Si vous avez écouté mon podcast récent (Naviguer entre innovation et confiance à l'ère de l'IA) avec Kim Basile, directrice des systèmes d'information de Kyndryl, vous savez que j'aime travailler avec des acronymes. Face à l'explosion du monde de l'IA, les entreprises et les dirigeants souffrent de la peur de rater quelque chose. Kyndryl étant le plus grand fournisseur mondial de services d'infrastructure informatique, Kim a clairement compris que la peur de rater quelque chose est une réalité, pour Kyndryl et ses clients. La perception (la réalité ?) est que si vous n'êtes pas dans le monde de l'IA, votre entreprise est à la traîne.
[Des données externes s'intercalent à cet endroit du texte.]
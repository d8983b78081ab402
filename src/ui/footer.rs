use ratatui::{
    layout::Rect,
    style::Style,
    text::{Line, Span},
    widgets::Paragraph,
    Frame,
};

use crate::app::App;
use crate::widget::WidgetState;

pub fn render(f: &mut Frame, area: Rect, app: &App) {
    let mut spans = Vec::new();

    match app.widget.state() {
        WidgetState::Closed => {
            spans.push(hint("a", "open assistant"));
            spans.push(hint("q", "quit"));
        }
        WidgetState::OpenIdle => {
            spans.push(hint("enter", "send"));
            spans.push(hint("shift+enter", "newline"));
            spans.push(hint("tab", "shortcuts"));
            spans.push(hint("↑↓", "scroll"));
            spans.push(hint("esc", "close"));
        }
        WidgetState::OpenWaiting => {
            spans.push(hint("↑↓", "scroll"));
            spans.push(hint("esc", "close"));
        }
    }
    spans.push(hint("ctrl+c", "quit"));

    // Flash message
    if let Some((msg, _)) = &app.flash_message {
        spans.push(Span::raw("  "));
        spans.push(Span::styled(
            msg,
            Style::default().fg(ratatui::style::Color::Yellow),
        ));
    }

    let line = Line::from(spans);
    let paragraph = Paragraph::new(line);
    f.render_widget(paragraph, area);
}

fn hint(key: &str, desc: &str) -> Span<'static> {
    Span::styled(
        format!(" {key}:{desc} "),
        Style::default().fg(ratatui::style::Color::DarkGray),
    )
}
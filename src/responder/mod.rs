pub mod http;

use async_trait::async_trait;
use serde::{Deserialize, Serialize};
use thiserror::Error;

use crate::model::chat::{ChatHistoryMessage, MessageSource, QuickAction};

/// Outbound payload for one user turn.
#[derive(Debug, Clone, PartialEq, Eq, Serialize)]
pub struct ChatRequest {
    pub message: String,
    pub pathname: String,
    pub history: Vec<ChatHistoryMessage>,
}

/// Body of a successful responder answer. `message` is the only required field.
#[derive(Debug, Clone, PartialEq, Eq, Deserialize)]
#[serde(rename_all = "camelCase")]
pub struct ChatReply {
    pub message: String,
    #[serde(default)]
    pub actions: Option<Vec<QuickAction>>,
    #[serde(default)]
    pub suggested_prompts: Option<Vec<String>>,
    #[serde(default)]
    pub source: Option<MessageSource>,
}

impl ChatReply {
    pub fn text(message: impl Into<String>) -> Self {
        Self {
            message: message.into(),
            actions: None,
            suggested_prompts: None,
            source: None,
        }
    }
}

/// Every way an exchange with the responder can go wrong. The widget treats
/// all of them alike; the variants are kept apart for the log.
#[derive(Debug, Error)]
pub enum ResponderError {
    #[error("request failed: {0}")]
    Transport(String),

    #[error("request timed out")]
    Timeout,

    #[error("responder returned HTTP {0}")]
    Status(u16),

    #[error("malformed reply: {0}")]
    Malformed(String),
}

#[async_trait]
pub trait Responder: Send + Sync {
    fn name(&self) -> &str;
    async fn respond(&self, request: &ChatRequest) -> Result<ChatReply, ResponderError>;
}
J'ai également discuté avec Kim d'un deuxième acronyme lié à l'IA : FOMU (Fear Of Messing Up). Je pense que c'est un élément encore plus important pour réussir le lancement d'initiatives d'IA. Kim a longuement évoqué la gouvernance nécessaire pour gérer correctement les projets d'IA et instaurer la confiance interfonctionnelle. La gouvernance n'est pas une responsabilité exclusive, mais une équipe de supervision de premier plan qui veillera à la mise en place de garde-fous adéquats. Les projets d'IA sont comparables à toute autre initiative gérée au sein des entreprises.

Si vous êtes sur LinkedIn et que vous avez des relations dans le secteur technologique, vous avez certainement vu des publications faisant référence à l'étude du MIT selon laquelle « 95 % des organisations n'ont constaté aucun retour sur investissement malgré un investissement de 30 à 40 milliards de dollars dans GenAI » dans des articles comme celui-ci (Selon une étude du MIT, les investissements dans l'IA n'ont généré aucun rendement pour 95 % des entreprises). Compte tenu de tout le battage médiatique et des investissements associés, cette statistique est effrayante. Mais pourquoi en est-il ainsi ?

Je suis convaincu que la peur de rater quelque chose (FOMO) et le fait de se lancer dans des initiatives d'IA sans planification ni gouvernance approfondies font partie du problème. Je pense également que le manque d'attention portée à la peur de rater quelque chose (FOMU) dans ces projets a conduit à l'échec. Mais je crois qu'un autre acronyme contribue au succès moins escompté de l'IA : BIBO (Bias In Bias Out). Ce phénomène peut s'appliquer aux sources de données sélectionnées pour l'entraînement des modèles et aux instructions associées utilisées pour obtenir les résultats des modèles. Les biais dans les systèmes sont à l'origine de problèmes qui conduisent à des échecs.

Que peut-on faire pour minimiser le BIBO et pour tendre vers des systèmes d’IA sans biais ?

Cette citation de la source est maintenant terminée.